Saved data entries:
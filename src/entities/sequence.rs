//! Sequence entity - Named counters used to number documents.
//! Stores one row per document kind (e.g. `"sales_orders"`), incremented
//! inside the transaction that creates the document.

use sea_orm::entity::prelude::*;
use serde::{Deserialize, Serialize};

/// Sequence database model - stores the last value handed out per name
#[derive(Clone, Debug, PartialEq, Eq, DeriveEntityModel, Serialize, Deserialize)]
#[sea_orm(table_name = "sequences")]
pub struct Model {
    /// Sequence name
    #[sea_orm(primary_key, auto_increment = false)]
    pub name: String,
    /// Last value handed out
    pub value: i64,
}

/// `Sequence` has no relationships with other entities
#[derive(Copy, Clone, Debug, EnumIter, DeriveRelation)]
pub enum Relation {}

impl ActiveModelBehavior for ActiveModel {}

Problem statement
Give back, unchanged, the line containing "pub struct Model" and each line that comes after it in the entries above, ending with the last.

Finished task
pub struct Model {
    /// Sequence name
    #[sea_orm(primary_key, auto_increment = false)]
    pub name: String,
    /// Last value handed out
    pub value: i64,
}

/// `Sequence` has no relationships with other entities
#[derive(Copy, Clone, Debug, EnumIter, DeriveRelation)]
pub enum Relation {}

impl ActiveModelBehavior for ActiveModel {}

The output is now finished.